Supplied data>
--
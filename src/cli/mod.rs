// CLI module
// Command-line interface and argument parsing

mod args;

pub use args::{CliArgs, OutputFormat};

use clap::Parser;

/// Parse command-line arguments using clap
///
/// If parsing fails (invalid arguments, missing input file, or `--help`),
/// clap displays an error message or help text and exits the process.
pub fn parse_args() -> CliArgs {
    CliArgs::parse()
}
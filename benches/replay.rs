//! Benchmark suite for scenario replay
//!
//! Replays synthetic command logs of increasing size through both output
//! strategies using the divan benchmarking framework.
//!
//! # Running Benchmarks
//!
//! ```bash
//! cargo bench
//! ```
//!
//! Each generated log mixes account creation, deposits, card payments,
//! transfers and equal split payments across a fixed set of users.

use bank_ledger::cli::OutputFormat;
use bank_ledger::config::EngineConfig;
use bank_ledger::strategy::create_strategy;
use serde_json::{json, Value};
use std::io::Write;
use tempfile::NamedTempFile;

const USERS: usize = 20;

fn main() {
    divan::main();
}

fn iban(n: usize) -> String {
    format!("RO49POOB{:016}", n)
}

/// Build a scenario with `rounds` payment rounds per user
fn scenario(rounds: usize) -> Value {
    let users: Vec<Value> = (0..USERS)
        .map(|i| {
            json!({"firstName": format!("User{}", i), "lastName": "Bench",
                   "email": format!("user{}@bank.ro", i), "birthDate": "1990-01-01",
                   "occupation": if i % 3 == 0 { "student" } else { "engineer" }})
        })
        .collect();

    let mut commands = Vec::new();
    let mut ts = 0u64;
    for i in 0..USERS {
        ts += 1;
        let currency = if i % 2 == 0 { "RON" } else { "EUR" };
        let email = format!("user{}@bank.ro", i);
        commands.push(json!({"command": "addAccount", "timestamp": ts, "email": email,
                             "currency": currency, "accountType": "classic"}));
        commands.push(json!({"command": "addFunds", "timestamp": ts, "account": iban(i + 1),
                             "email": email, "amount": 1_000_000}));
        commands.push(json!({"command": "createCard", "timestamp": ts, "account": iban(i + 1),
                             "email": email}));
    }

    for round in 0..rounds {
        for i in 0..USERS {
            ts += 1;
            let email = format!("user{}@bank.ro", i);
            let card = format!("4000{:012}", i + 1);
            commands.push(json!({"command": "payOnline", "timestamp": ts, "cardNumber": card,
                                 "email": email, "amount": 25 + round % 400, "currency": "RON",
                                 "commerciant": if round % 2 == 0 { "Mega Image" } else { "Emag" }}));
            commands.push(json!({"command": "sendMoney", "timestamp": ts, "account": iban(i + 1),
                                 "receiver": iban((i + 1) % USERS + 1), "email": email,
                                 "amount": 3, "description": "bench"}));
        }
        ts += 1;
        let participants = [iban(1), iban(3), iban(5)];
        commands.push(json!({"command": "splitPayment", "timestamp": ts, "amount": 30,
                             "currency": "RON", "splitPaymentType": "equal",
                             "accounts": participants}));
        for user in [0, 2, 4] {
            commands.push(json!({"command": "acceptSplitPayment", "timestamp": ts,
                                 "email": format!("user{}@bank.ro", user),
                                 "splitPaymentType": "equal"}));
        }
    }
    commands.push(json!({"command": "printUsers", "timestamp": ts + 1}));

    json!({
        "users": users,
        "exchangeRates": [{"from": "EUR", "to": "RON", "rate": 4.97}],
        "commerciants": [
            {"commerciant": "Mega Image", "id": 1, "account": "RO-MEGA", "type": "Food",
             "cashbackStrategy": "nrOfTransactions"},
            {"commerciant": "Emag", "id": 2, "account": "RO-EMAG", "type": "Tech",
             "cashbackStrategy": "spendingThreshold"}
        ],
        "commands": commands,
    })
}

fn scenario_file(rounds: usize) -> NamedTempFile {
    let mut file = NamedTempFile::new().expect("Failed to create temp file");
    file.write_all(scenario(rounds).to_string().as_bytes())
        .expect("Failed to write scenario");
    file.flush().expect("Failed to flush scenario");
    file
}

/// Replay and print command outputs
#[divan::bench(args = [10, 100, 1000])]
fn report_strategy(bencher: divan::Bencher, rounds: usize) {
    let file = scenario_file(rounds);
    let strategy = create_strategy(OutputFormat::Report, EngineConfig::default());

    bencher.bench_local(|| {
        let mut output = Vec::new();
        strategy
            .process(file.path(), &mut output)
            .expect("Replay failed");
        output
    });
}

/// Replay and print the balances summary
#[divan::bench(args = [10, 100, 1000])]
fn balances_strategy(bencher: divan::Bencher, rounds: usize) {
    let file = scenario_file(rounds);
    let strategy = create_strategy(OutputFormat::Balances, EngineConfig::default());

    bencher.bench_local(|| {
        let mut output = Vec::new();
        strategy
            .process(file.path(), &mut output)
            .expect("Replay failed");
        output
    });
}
--
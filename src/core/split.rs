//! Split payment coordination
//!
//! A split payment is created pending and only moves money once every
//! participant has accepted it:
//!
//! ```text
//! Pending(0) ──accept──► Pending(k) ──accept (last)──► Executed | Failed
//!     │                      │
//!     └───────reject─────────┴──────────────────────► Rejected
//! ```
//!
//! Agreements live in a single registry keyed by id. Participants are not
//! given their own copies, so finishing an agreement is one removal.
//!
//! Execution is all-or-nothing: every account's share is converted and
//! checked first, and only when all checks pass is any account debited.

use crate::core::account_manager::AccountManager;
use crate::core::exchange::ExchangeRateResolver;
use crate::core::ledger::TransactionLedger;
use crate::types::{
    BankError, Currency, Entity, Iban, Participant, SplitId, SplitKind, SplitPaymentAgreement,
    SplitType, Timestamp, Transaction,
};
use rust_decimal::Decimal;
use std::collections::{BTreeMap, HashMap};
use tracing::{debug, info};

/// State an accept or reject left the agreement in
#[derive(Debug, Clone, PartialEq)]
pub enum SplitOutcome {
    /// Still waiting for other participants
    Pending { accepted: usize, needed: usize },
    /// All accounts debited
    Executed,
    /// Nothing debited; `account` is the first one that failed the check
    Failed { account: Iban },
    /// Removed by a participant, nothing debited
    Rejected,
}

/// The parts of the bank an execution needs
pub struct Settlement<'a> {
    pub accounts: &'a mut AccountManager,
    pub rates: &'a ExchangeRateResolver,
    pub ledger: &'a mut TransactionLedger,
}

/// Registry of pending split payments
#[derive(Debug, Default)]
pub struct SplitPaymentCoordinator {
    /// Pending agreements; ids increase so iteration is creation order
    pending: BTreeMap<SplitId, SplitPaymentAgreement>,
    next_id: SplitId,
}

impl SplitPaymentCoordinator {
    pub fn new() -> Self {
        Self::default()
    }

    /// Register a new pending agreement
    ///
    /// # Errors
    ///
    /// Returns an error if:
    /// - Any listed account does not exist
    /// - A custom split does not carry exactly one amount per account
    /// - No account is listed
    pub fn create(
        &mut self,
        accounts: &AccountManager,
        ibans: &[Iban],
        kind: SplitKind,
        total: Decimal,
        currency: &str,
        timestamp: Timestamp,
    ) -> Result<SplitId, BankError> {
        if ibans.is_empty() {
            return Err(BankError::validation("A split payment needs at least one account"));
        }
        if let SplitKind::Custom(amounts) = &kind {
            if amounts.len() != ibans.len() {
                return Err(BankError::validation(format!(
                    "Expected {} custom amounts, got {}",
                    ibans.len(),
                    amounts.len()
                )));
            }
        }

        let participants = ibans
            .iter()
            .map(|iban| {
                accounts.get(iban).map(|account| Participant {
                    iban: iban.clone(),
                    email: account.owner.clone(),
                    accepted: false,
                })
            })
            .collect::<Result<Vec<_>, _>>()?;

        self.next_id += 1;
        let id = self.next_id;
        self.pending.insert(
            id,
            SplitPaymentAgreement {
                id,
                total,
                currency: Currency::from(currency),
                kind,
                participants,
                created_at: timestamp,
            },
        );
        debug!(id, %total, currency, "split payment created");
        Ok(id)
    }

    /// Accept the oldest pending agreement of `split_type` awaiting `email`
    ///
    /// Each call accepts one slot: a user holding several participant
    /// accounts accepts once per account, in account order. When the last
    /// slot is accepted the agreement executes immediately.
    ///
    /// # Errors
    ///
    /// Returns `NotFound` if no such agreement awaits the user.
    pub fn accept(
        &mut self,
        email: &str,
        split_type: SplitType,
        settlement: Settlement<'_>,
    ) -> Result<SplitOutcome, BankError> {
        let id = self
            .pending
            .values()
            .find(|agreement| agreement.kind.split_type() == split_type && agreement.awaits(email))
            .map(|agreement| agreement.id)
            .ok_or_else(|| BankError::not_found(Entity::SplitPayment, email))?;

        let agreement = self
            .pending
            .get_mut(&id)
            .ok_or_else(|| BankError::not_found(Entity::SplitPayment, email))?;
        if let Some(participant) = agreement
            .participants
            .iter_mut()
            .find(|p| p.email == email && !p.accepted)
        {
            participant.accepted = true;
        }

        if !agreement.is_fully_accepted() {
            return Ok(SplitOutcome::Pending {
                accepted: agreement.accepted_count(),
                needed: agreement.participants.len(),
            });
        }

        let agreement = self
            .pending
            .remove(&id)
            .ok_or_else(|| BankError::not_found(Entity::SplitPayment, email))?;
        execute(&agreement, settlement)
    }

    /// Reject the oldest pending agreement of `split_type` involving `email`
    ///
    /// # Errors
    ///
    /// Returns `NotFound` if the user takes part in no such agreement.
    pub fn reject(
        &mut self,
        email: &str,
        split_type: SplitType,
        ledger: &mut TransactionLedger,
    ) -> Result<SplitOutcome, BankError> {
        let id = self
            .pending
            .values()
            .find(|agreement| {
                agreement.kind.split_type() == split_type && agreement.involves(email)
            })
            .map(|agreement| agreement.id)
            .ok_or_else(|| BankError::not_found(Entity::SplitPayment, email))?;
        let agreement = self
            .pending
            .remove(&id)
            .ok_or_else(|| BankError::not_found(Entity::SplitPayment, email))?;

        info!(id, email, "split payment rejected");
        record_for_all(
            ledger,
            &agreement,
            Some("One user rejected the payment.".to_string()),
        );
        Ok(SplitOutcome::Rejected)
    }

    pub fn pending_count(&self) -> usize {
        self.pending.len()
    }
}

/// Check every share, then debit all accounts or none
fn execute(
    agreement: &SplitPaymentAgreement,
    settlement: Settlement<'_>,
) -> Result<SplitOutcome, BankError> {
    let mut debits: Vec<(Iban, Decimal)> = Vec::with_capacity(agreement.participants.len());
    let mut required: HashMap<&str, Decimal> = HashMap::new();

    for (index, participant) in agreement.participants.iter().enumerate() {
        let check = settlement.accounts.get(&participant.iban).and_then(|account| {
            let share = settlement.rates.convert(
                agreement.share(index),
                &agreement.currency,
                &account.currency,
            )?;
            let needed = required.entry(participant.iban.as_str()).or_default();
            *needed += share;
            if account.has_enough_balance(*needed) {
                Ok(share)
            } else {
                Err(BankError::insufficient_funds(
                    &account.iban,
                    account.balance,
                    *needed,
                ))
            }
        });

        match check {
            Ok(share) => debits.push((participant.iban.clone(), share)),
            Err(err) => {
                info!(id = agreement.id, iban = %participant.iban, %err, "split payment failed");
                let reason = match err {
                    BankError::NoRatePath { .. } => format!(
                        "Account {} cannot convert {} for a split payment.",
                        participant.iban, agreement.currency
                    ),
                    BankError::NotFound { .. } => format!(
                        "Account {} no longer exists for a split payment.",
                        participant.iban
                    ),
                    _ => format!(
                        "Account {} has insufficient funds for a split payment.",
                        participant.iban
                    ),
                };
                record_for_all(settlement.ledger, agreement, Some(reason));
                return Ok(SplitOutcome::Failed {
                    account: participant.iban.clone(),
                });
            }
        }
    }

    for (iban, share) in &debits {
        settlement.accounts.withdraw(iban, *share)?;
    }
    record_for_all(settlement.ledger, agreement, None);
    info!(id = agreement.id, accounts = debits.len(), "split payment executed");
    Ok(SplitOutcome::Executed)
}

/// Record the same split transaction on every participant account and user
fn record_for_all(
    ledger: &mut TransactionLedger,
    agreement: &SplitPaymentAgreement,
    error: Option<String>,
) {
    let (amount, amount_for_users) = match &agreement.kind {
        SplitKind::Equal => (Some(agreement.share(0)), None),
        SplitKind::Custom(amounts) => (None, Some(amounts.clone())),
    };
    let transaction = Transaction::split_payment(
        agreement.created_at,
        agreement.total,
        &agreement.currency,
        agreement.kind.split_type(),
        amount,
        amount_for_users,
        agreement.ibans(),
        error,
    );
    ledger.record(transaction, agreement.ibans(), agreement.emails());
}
--
In the material above, how many lines hold the string "Returns"? Give the number and nothing else.

3